Update on SARS-CoV-2 Omicron Variant of Concern and Its Peculiar Mutational Profile.

ABSTRACT

The process of severe acute respiratory syndrome coronavirus 2 (SARS-CoV-2) genetic diversification is still ongoing and has very recently led to the emergence of a new variant of concern (VOC), defined as Omicron or B.1.1.529. Omicron VOC is the most divergent variant identified so far and has generated immediate concern for its potential capability to increase SARS-CoV-2 transmissibility and, more worryingly, to escape therapeutic and vaccine-induced antibodies. Nevertheless, a clear definition of the Omicron VOC mutational spectrum is still missing. Herein, we provide a comprehensive definition and functional characterization (in terms of infectivity and/or antigenicity) of mutations characterizing the Omicron VOC. In particular, 887,475 SARS-CoV-2 Omicron VOC whole-genome sequences were retrieved from the GISAID database and used to precisely define its specific patterns of mutations across the different viral proteins.
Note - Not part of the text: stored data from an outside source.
//! Renderer-side message receiver.

use std::io::Write;

use courier_ipc::{MessageName, ProcessRole, ReceivedMessage};
use tokio::sync::mpsc;

/// Logs every process message that reaches the renderer
///
/// Messages are never dispatched by name and their payload is never parsed.
/// An optional observer channel gets a copy of each received message.
#[derive(Debug, Clone, Default)]
pub struct MessageReceiver {
    observer: Option<mpsc::UnboundedSender<ReceivedMessage>>,
}

impl MessageReceiver {
    pub fn new() -> Self {
        Self::default()
    }

    /// Forward a copy of each received message to `observer`
    pub fn with_observer(observer: mpsc::UnboundedSender<ReceivedMessage>) -> Self {
        Self {
            observer: Some(observer),
        }
    }

    /// Receiver paired with a log of every message it handles
    pub fn with_log() -> (Self, ReceivedLog) {
        let (tx, rx) = mpsc::unbounded_channel();
        (Self::with_observer(tx), ReceivedLog { rx })
    }

    /// Record one received message and report it as handled
    ///
    /// Writes exactly one line to `out`. Always returns `true`.
    pub fn receive<W: Write>(&self, name: MessageName, source: ProcessRole, out: &mut W) -> bool {
        if let Err(e) = writeln!(out, "Renderer -> Message Received: {}", name) {
            tracing::warn!("Failed to log received message: {}", e);
        }
        tracing::debug!("Renderer received '{}' from {} process", name, source);

        if let Some(observer) = &self.observer {
            // A dropped observer just stops getting copies
            let _ = observer.send(ReceivedMessage { name, source });
        }

        true
    }
}

/// Messages handled by a [`MessageReceiver`] in this process
///
/// Only the renderer role running in this process reports here, which in
/// single-process mode is every renderer message.
#[derive(Debug)]
pub struct ReceivedLog {
    rx: mpsc::UnboundedReceiver<ReceivedMessage>,
}

impl ReceivedLog {
    /// Take every message recorded so far without blocking
    pub fn drain(&mut self) -> Vec<ReceivedMessage> {
        let mut drained = Vec::new();
        while let Ok(message) = self.rx.try_recv() {
            drained.push(message);
        }
        drained
    }
}

#[cfg(test)]
mod tests {
    use super::*;

    #[test]
    fn test_logs_one_line_and_handles() {
        let receiver = MessageReceiver::new();
        let mut out = Vec::new();

        assert!(receiver.receive("ping".into(), ProcessRole::Browser, &mut out));

        let text = String::from_utf8(out).unwrap();
        assert_eq!(text, "Renderer -> Message Received: ping\n");
    }

    #[test]
    fn test_empty_name_is_handled() {
        let receiver = MessageReceiver::new();
        let mut out = Vec::new();

        assert!(receiver.receive("".into(), ProcessRole::Browser, &mut out));
        assert_eq!(String::from_utf8(out).unwrap().lines().count(), 1);
    }

    #[test]
    fn test_one_line_per_message() {
        let receiver = MessageReceiver::new();
        let mut out = Vec::new();

        for name in ["a", "b", "c"] {
            assert!(receiver.receive(name.into(), ProcessRole::Browser, &mut out));
        }

        let text = String::from_utf8(out).unwrap();
        let lines: Vec<_> = text.lines().collect();
        assert_eq!(
            lines,
            vec![
                "Renderer -> Message Received: a",
                "Renderer -> Message Received: b",
                "Renderer -> Message Received: c",
            ]
        );
    }

    #[test]
    fn test_observer_gets_a_copy() {
        let (tx, mut rx) = mpsc::unbounded_channel();
        let receiver = MessageReceiver::with_observer(tx);
        let mut out = Vec::new();

        receiver.receive("hello".into(), ProcessRole::Browser, &mut out);

        let received = rx.try_recv().unwrap();
        assert_eq!(received.name.as_str(), "hello");
        assert_eq!(received.source, ProcessRole::Browser);
        assert!(rx.try_recv().is_err());
    }

    #[test]
    fn test_log_drains_in_arrival_order() {
        let (receiver, mut log) = MessageReceiver::with_log();
        let mut out = Vec::new();

        assert!(log.drain().is_empty());

        let copy = receiver.clone();
        receiver.receive("first".into(), ProcessRole::Browser, &mut out);
        copy.receive("".into(), ProcessRole::Renderer, &mut out);

        let names: Vec<_> = log.drain().into_iter().map(|m| m.name.into_string()).collect();
        assert_eq!(names, vec!["first", ""]);
        assert!(log.drain().is_empty());
    }

    #[test]
    fn test_closed_observer_is_ignored() {
        let (tx, rx) = mpsc::unbounded_channel();
        drop(rx);
        let receiver = MessageReceiver::with_observer(tx);
        let mut out = Vec::new();

        assert!(receiver.receive("late".into(), ProcessRole::Browser, &mut out));
    }
}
In addition, the functional characterization of Omicron VOC spike mutations was finely discussed according to published manuscripts. Lastly, residues characterizing the Omicron VOC and the previous four VOCs (Alpha, Beta, Gamma, and Delta) were mapped on the three-dimensional structure of the SARS-CoV-2 spike protein to assess their localization in the different spike domains. Overall, our study will assist with deciphering the Omicron VOC mutational profile and will shed more light on its clinical implications. This is critical considering that Omicron VOC is currently the predominant variant worldwide. IMPORTANCE The Omicron variant of concern (VOC) has a peculiar spectrum of mutations characterized by the acquisition of mutations or deletions rarely detected in previously identified variants, particularly in the spike glycoprotein. Such mutations, mostly residing in the receptor-binding domain, could play a pivotal role in enhancing severe acute respiratory syndrome coronavirus 2 (SARS-CoV-2) infectivity (by increasing binding affinity for ACE2), jeopardizing spike recognition by therapeutic and vaccine-induced antibodies and causing diagnostic assay failure. To our knowledge, this is one of the first exhaustive descriptions of newly emerged mutations underlying the Omicron VOC and its biological and clinical implications.